That said, if I’m honest, I had to go back and see what structuralism was all about. I unshelved my copy of A Glossary of Literary Terms, the indispensable M. H. Abrams handbook on literary theory, to refresh my memory. Am I, after all these years, a structuralist after all? I’ve certainly dallied with other literary movements over the years. And if I am, how does such an approach help or hinder my reading of musicals? Crisis. Either way, revisiting the theory of structuralist criticism revealed that there are certainly aspects of this movement that resonate with me.
The sense of objectivity it pursues is certainly something that I’ve always espoused. I fully appreciate the idea that, as Stephen Sondheim put it in Into The Woods, ‘nice is different than good.’ I like its focus on semiotics in this pursuit; consequently, I love the idea that for musical theatre lovers, there are underlying signs and symbols that help us make sense of musicals, principles established and refined by all the great musical theatre practitioners from John Gay onwards. I’m excited by the language this gives us to discuss the form, and the power this language affords us to grapple with the idea of why musicals are significant, when so many people write them off as trivial cultural expressions. And I’m excited that there is something relational about all of this, even if it is just to dispel the contemporary misperception that objectivity is purely factual.
If we accept that musicals are an expression of a set of underlying conventions, something that I find very exciting about the performative nature of the genre over time, is how we, as contemporary audiences, sometimes have to negotiate several sets of underlying conventions at once, especially given the rising prominence of revivals over the last half-century. Part and parcel of this is the fact that a musical, like all theatre, is at once multiple things: there is the text itself, and then there are performances of the text. All too often, these are assumed to be the same thing, which is why many “purists” struggle with revivals that treat text like raw material and take things from there, sometimes arriving at a very different expression of the musical’s meaning than what was seen in the original production. This is not to say that every new iteration of a musical is successful in interrogating what it sets out to explore. Consider the 2018-2019 Broadway season as an example: for every Oklahoma!, there’s a Kiss Me, Kate.
Rebecca Naomi Jones and Damon Daunno in Oklahoma!
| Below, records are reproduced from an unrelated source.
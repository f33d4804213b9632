//! Launch parameter parsing for the viewer.
//!
//! On native, parameters are parsed from command-line arguments using clap.
//! On WASM, defaults are used (CLI argument parsing is not available).

use std::path::PathBuf;

use cupola_rig::{CameraMode, RigSettings};

use crate::scene;

/// Launch parameters for the viewer.
#[derive(Debug, Default)]
pub struct LaunchParams {
    /// Settings file to load.
    pub config: Option<PathBuf>,
    /// Initial camera mode override.
    pub mode: Option<CameraMode>,
    /// Globe spin rate override in radians per second.
    pub spin_rate: Option<f32>,
}

impl LaunchParams {
    /// Resolve the rig settings these parameters describe.
    ///
    /// A settings file that fails to load, or overrides that fail validation,
    /// fall back to the defaults with a warning.
    pub fn settings(&self) -> RigSettings {
        let mut settings = match &self.config {
            Some(path) => RigSettings::from_json_file(path).unwrap_or_else(|e| {
                tracing::warn!("{e}; using default settings");
                RigSettings::default()
            }),
            None => RigSettings::default(),
        };

        if let Some(mode) = self.mode {
            settings.initial_mode = mode;
        }
        if let Some(rate) = self.spin_rate {
            settings.globe.spin_rate = rate;
        }
        if settings.surfaces.is_empty() {
            settings.surfaces = scene::authored_surfaces();
        }

        if let Err(e) = settings.validate() {
            tracing::warn!("{e}; using default settings");
            settings = RigSettings {
                surfaces: scene::authored_surfaces(),
                ..RigSettings::default()
            };
        }
        settings
    }
}

#[cfg(not(target_family = "wasm"))]
mod native {
    use clap::{Parser, ValueEnum};

    use super::*;

    #[derive(Clone, Copy, Debug, ValueEnum)]
    enum ModeArg {
        Orbit,
        FirstPerson,
    }

    impl From<ModeArg> for CameraMode {
        fn from(mode: ModeArg) -> Self {
            match mode {
                ModeArg::Orbit => CameraMode::Orbit,
                ModeArg::FirstPerson => CameraMode::FirstPerson,
            }
        }
    }

    #[derive(Parser)]
    #[command(about = "Interactive Cupola viewer")]
    struct CliArgs {
        /// JSON settings file.
        #[arg(long)]
        config: Option<PathBuf>,

        /// Initial camera mode.
        #[arg(long, value_enum)]
        mode: Option<ModeArg>,

        /// Globe spin rate in radians per second.
        #[arg(long)]
        spin_rate: Option<f32>,
    }

    pub fn parse() -> LaunchParams {
        let args = CliArgs::parse();
        LaunchParams {
            config: args.config,
            mode: args.mode.map(CameraMode::from),
            spin_rate: args.spin_rate,
        }
    }
}

/// Parse launch parameters from CLI args (native) or use defaults (WASM).
pub fn parse() -> LaunchParams {
    #[cfg(not(target_family = "wasm"))]
    {
        native::parse()
    }
    #[cfg(target_family = "wasm")]
    {
        LaunchParams::default()
    }
}
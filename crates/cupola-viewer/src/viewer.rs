//! Bevy host for a [`ViewerSession`].
//!
//! The session lives in the [`ActiveViewer`] resource while the viewer is
//! mounted. Every entity the session spawns carries [`ViewerScoped`] so
//! unmounting can tear the scene down in one pass. The camera itself stays
//! alive across mounts so the UI keeps rendering.
//!
//! Per frame, in order:
//!
//! 1. Pending mount / unmount / mode requests are applied.
//! 2. Keyboard and mouse input is forwarded to the session.
//! 3. Pointer capture is reconciled with the camera mode.
//! 4. The session ticks; camera and globe transforms are written back.
//! 5. The pointer is resolved against the globe for hover and click.

use bevy::{
    ecs::message::MessageReader,
    input::mouse::{MouseMotion, MouseScrollUnit, MouseWheel},
    prelude::*,
    window::{CursorGrabMode, CursorOptions, PrimaryWindow},
};
use bevy_egui::EguiContexts;
use cupola_rig::{CameraMode, DragButton, MoveAction, RigEvent, RigSettings, ViewerSession};

use crate::scene;

// ============================================================================
// Constants
// ============================================================================

/// Pointer travel in pixels beyond which a press-release is a drag, not a click.
const CLICK_SLOP: f32 = 4.0;

/// Keys bound to each movement action.
const MOVE_BINDINGS: [(MoveAction, [KeyCode; 2]); 4] = [
    (MoveAction::MoveForward, [KeyCode::KeyW, KeyCode::ArrowUp]),
    (MoveAction::MoveBackward, [KeyCode::KeyS, KeyCode::ArrowDown]),
    (MoveAction::StrafeLeft, [KeyCode::KeyA, KeyCode::ArrowLeft]),
    (MoveAction::StrafeRight, [KeyCode::KeyD, KeyCode::ArrowRight]),
];

/// Mouse buttons that start a drag.
const DRAG_BINDINGS: [(DragButton, MouseButton); 2] = [
    (DragButton::Primary, MouseButton::Left),
    (DragButton::Secondary, MouseButton::Right),
];

// ============================================================================
// Resources and components
// ============================================================================

/// Settings the viewer mounts with.
#[derive(Resource, Debug)]
pub struct ViewerConfig {
    settings: RigSettings,
}

impl ViewerConfig {
    pub fn new(settings: RigSettings) -> Self {
        Self { settings }
    }
}

/// The mounted viewer session. Absent while unmounted.
#[derive(Resource, Deref, DerefMut)]
pub struct ActiveViewer(pub ViewerSession);

/// Marker for entities owned by the mounted viewer.
#[derive(Component)]
pub struct ViewerScoped;

/// Marker for the viewer camera.
#[derive(Component)]
pub struct ViewerCamera;

/// Marker for the globe mesh.
#[derive(Component)]
pub struct GlobeMesh;

/// Viewer requests from the UI.
///
/// Requests are applied at the start of the next update.
#[derive(Resource, Default)]
pub struct ViewerRequests {
    pending: Vec<ViewerRequest>,
}

impl ViewerRequests {
    /// Request the viewer be mounted.
    pub fn mount(&mut self) {
        self.pending.push(ViewerRequest::Mount);
    }

    /// Request the viewer be unmounted.
    pub fn unmount(&mut self) {
        self.pending.push(ViewerRequest::Unmount);
    }

    /// Request a camera mode change.
    pub fn set_mode(&mut self, mode: CameraMode) {
        self.pending.push(ViewerRequest::SetMode(mode));
    }

    /// Request the object info panel be closed.
    pub fn clear_selection(&mut self) {
        self.pending.push(ViewerRequest::ClearSelection);
    }

    fn take(&mut self) -> Vec<ViewerRequest> {
        std::mem::take(&mut self.pending)
    }
}

#[derive(Debug, Clone, Copy)]
enum ViewerRequest {
    Mount,
    Unmount,
    SetMode(CameraMode),
    ClearSelection,
}

// ============================================================================
// Plugin
// ============================================================================

/// Plugin hosting the viewer session.
pub struct ViewerPlugin;

impl Plugin for ViewerPlugin {
    fn build(&self, app: &mut App) {
        app.init_resource::<ViewerRequests>()
            .add_systems(Startup, (spawn_camera, request_initial_mount))
            .add_systems(
                Update,
                (
                    process_requests,
                    (
                        forward_input,
                        sync_pointer_capture,
                        advance_frame,
                        resolve_pointer,
                    )
                        .chain()
                        .run_if(resource_exists::<ActiveViewer>),
                )
                    .chain(),
            );
    }
}

// ============================================================================
// Setup
// ============================================================================

fn spawn_camera(mut commands: Commands, config: Res<ViewerConfig>) {
    let lens = &config.settings.lens;
    commands.spawn((
        Camera3d::default(),
        Projection::Perspective(PerspectiveProjection {
            fov: lens.fov_y(),
            near: lens.near,
            far: lens.far,
            ..default()
        }),
        Transform::from_translation(config.settings.start_position)
            .looking_at(config.settings.orbit.target, Vec3::Y),
        ViewerCamera,
    ));
}

fn request_initial_mount(mut requests: ResMut<ViewerRequests>) {
    requests.mount();
}

// ============================================================================
// Lifecycle
// ============================================================================

/// Apply pending viewer requests.
#[allow(clippy::too_many_arguments)]
fn process_requests(
    mut commands: Commands,
    mut requests: ResMut<ViewerRequests>,
    config: Res<ViewerConfig>,
    mut viewer: Option<ResMut<ActiveViewer>>,
    mut meshes: ResMut<Assets<Mesh>>,
    mut materials: ResMut<Assets<StandardMaterial>>,
    scoped: Query<Entity, With<ViewerScoped>>,
    mut cursor: Single<&mut CursorOptions>,
    mut window: Single<&mut Window, With<PrimaryWindow>>,
) {
    // A mount or unmount only lands once commands apply, so anything queued
    // behind one waits for the next update.
    let mut lifecycle_changed = false;
    let mut deferred = Vec::new();
    for request in requests.take() {
        if lifecycle_changed {
            deferred.push(request);
            continue;
        }
        match request {
            ViewerRequest::Mount => {
                if viewer.is_some() {
                    tracing::debug!("viewer already mounted");
                    continue;
                }
                mount_viewer(&mut commands, &mut meshes, &mut materials, &config.settings);
                lifecycle_changed = true;
            }
            ViewerRequest::Unmount => {
                if viewer.is_none() {
                    continue;
                }
                unmount_viewer(&mut commands, &scoped, &mut cursor, &mut window);
                lifecycle_changed = true;
            }
            ViewerRequest::SetMode(mode) => {
                if let Some(viewer) = viewer.as_mut() {
                    viewer.set_mode(mode);
                }
            }
            ViewerRequest::ClearSelection => {
                if let Some(viewer) = viewer.as_mut() {
                    viewer.clear_selection();
                }
            }
        }
    }
    requests.pending.extend(deferred);
}

/// Create a session, spawn its scene and make it the active viewer.
fn mount_viewer(
    commands: &mut Commands,
    meshes: &mut Assets<Mesh>,
    materials: &mut Assets<StandardMaterial>,
    settings: &RigSettings,
) {
    let mut session = ViewerSession::new(settings.clone());
    scene::spawn_scene(commands, meshes, materials, &mut session);
    commands.insert_resource(ActiveViewer(session));
}

/// Tear the viewer down: despawn its scene, drop the session and release
/// the cursor. Every viewer system is gated on the session resource, so
/// removing it detaches all input handling at once.
fn unmount_viewer(
    commands: &mut Commands,
    scoped: &Query<Entity, With<ViewerScoped>>,
    cursor: &mut CursorOptions,
    window: &mut Window,
) {
    for entity in scoped {
        commands.entity(entity).despawn();
    }
    commands.remove_resource::<ActiveViewer>();
    set_cursor_grab(cursor, window, false);
}

// ============================================================================
// Input
// ============================================================================

/// Forward keyboard and mouse input to the session.
fn forward_input(
    keyboard: Res<ButtonInput<KeyCode>>,
    mouse: Res<ButtonInput<MouseButton>>,
    mut mouse_motion: MessageReader<MouseMotion>,
    mut scroll_events: MessageReader<MouseWheel>,
    mut contexts: EguiContexts,
    mut viewer: ResMut<ActiveViewer>,
) {
    let (egui_wants_pointer, egui_wants_keyboard) = contexts
        .ctx_mut()
        .ok()
        .map_or((false, false), |ctx| {
            (ctx.is_pointer_over_area(), ctx.wants_keyboard_input())
        });

    // Releases always go through so keys never stick while a text field has focus.
    for (action, keys) in MOVE_BINDINGS {
        if keyboard.any_just_released(keys) && !keyboard.any_pressed(keys) {
            viewer.handle(RigEvent::KeyUp(action));
        }
        if !egui_wants_keyboard && keyboard.any_just_pressed(keys) {
            viewer.handle(RigEvent::KeyDown(action));
        }
    }

    if !egui_wants_keyboard {
        if keyboard.just_pressed(KeyCode::KeyE) {
            viewer.handle(RigEvent::ToggleMode);
        }
        if keyboard.just_pressed(KeyCode::Escape) {
            viewer.handle(RigEvent::Exit);
        }
    }

    for (drag, button) in DRAG_BINDINGS {
        if mouse.just_released(button) {
            viewer.handle(RigEvent::PointerUp(drag));
        }
        if mouse.just_pressed(button) && !egui_wants_pointer {
            viewer.handle(RigEvent::PointerDown(drag));
        }
    }

    let delta: Vec2 = mouse_motion.read().map(|motion| motion.delta).sum();
    if delta != Vec2::ZERO {
        viewer.handle(RigEvent::PointerMoved(delta));
    }

    for event in scroll_events.read() {
        // Normalize scroll value: web reports pixels, native reports lines.
        let scroll = match event.unit {
            MouseScrollUnit::Line => event.y,
            MouseScrollUnit::Pixel => event.y / 120.0,
        };
        if scroll != 0.0 && !egui_wants_pointer {
            viewer.handle(RigEvent::Wheel(scroll));
        }
    }
}

/// Grab the cursor while first-person wants it, and report lost capture.
fn sync_pointer_capture(
    mut viewer: ResMut<ActiveViewer>,
    mut cursor: Single<&mut CursorOptions>,
    mut window: Single<&mut Window, With<PrimaryWindow>>,
) {
    // Losing focus releases the grab at the OS level.
    if viewer.rig().wants_pointer_capture() && cursor_is_grabbed(&cursor) && !window.focused {
        viewer.handle(RigEvent::CaptureLost);
    }

    let wants = viewer.rig().wants_pointer_capture();
    let grabbed = cursor_is_grabbed(&cursor);
    if wants && !grabbed && window.focused {
        set_cursor_grab(&mut cursor, &mut window, true);
    } else if !wants && grabbed {
        set_cursor_grab(&mut cursor, &mut window, false);
    }
}

fn set_cursor_grab(cursor: &mut CursorOptions, window: &mut Window, grabbed: bool) {
    if grabbed {
        // Browsers only support Confined.
        #[cfg(not(target_family = "wasm"))]
        {
            cursor.grab_mode = CursorGrabMode::Locked;
        }
        #[cfg(target_family = "wasm")]
        {
            cursor.grab_mode = CursorGrabMode::Confined;
        }
        cursor.visible = false;
        let center = Vec2::new(window.width() / 2.0, window.height() / 2.0);
        window.set_cursor_position(Some(center));
    } else {
        cursor.grab_mode = CursorGrabMode::None;
        cursor.visible = true;
    }
}

fn cursor_is_grabbed(cursor: &CursorOptions) -> bool {
    matches!(
        cursor.grab_mode,
        CursorGrabMode::Locked | CursorGrabMode::Confined
    )
}

// ============================================================================
// Frame
// ============================================================================

/// Tick the session and write the camera and globe transforms.
fn advance_frame(
    time: Res<Time>,
    mut viewer: ResMut<ActiveViewer>,
    mut camera: Single<&mut Transform, With<ViewerCamera>>,
    mut globes: Query<&mut Transform, (With<GlobeMesh>, Without<ViewerCamera>)>,
) {
    let output = viewer.tick(time.delta_secs());
    camera.translation = output.pose.position;
    camera.rotation = output.pose.rotation;
    for mut transform in &mut globes {
        transform.rotation = output.globe_rotation;
    }
}

/// Resolve hover and click against the globe and pick targets.
fn resolve_pointer(
    window: Single<&Window, With<PrimaryWindow>>,
    mouse: Res<ButtonInput<MouseButton>>,
    mut contexts: EguiContexts,
    mut viewer: ResMut<ActiveViewer>,
    mut press_at: Local<Option<Vec2>>,
) {
    let viewport = Vec2::new(window.width(), window.height());
    let egui_wants_pointer = contexts
        .ctx_mut()
        .ok()
        .is_some_and(|ctx| ctx.is_pointer_over_area());
    let pointer = window.cursor_position().filter(|_| !egui_wants_pointer);

    viewer.hover(pointer, viewport);

    if mouse.just_pressed(MouseButton::Left) {
        *press_at = pointer;
    }
    if mouse.just_released(MouseButton::Left) {
        let pressed = press_at.take();
        if let (Some(from), Some(to)) = (pressed, pointer) {
            if from.distance(to) <= CLICK_SLOP {
                viewer.click(to, viewport);
            }
        }
    }
}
Photo credit: Little Fang
Even before I finished typing up that last sentence, I could hear the gasps from people who thought that Daniel Fish’s revival of Oklahoma! was an atrocity or those who prized the noble propositions of that same season’s Kiss Me, Kate over the way were executed. This brings us to one of the clinchers of the deal. You see, dear reader, it’s all right. We don’t have to agree, because we can all thrash out what we think makes these shows and their productions work or not from our positions as interpreters of these texts. We can all consciously and purposefully engage ourselves with scripts, songs, choreography, direction and performance in a way that is at once emotional and impersonal. The designs of the creators don’t need to intrude on those of the theatre-makers, and those of the theatre-makers don’t need to intrude on ours. Maybe Oscar Hammerstein II would have enjoyed debating whether Jud Fry is an incel over chili and cornbread. Maybe he wouldn’t have – but maybe that’s all right. Maybe it doesn’t even matter.
I’m really enthusiastic about the opportunities 2026 will offer to revisit musical theatre classics and experience new shows. I’m also pleased to have clarified some of the things that matter to me when I make meaning out of what I’m consuming in this age of consumable content. In that light, I’d like to think that a production of Cats that finds a way to delve deeply into T.S. Eliot’s yearning for cultural and spiritual renewal has the right to exist in the same world as one that is, as Lloyd Webber proclaims it to be, just about cats.
Although the Tony Awards represent the pinnacle of each Broadway season’s theatrical presentations, some recipients of the award for Best Musical haven’t stood the test of time. Sometimes, an undeserving musical edges out a show that is otherwise recognised as being absolutely brilliant; at other times, an older show is out of step with the way we see the world today. There are even cases where the craft of creating musical theatre has just developed so much that a past winner seems to lack the nuance of one of its contemporaries. In today’s Saturday List, we’re taking a look at a selection of musicals that may have been representative of their time, but which perhaps aren’t classics for all time.
5. Kismet (1953)
There was an audience for Kismet in the 1950s, but it is virtually unrevivable now. A Middle Eastern fantasy set in the time of The Arabian Nights, the show tells a tale of stereotypical characters in caricatured settings, an approach that clashes sharply with our modern sensibilities about representation. Kismet follows the exploits of a clever poet, Hajj, and his beautiful daughter, Marsinah, who become caught up in a series of palace intrigues involving mistaken identities and arranged marriages, all under the guiding hand of fate. The show opened to no reviews due to a newspaper strike and received mixed reviews a week into its run once the strike ended. Still, its pseudo-classical score adapted from the works of Alexander Borodin by Robert Wright and George Forrest, the glorious pageantry of Lemuel Ayers’s designs and a distinguished central performance by Alfred Drake as Hajj won over both audiences and members of The American Theatre Wing. The only other show that might have given Kismet a run for its money was the second biggest winner of that season, Can-Can, which also drew lukewarm reviews from critics, although it was popular enough with audiences to sustain a run of 892 performances.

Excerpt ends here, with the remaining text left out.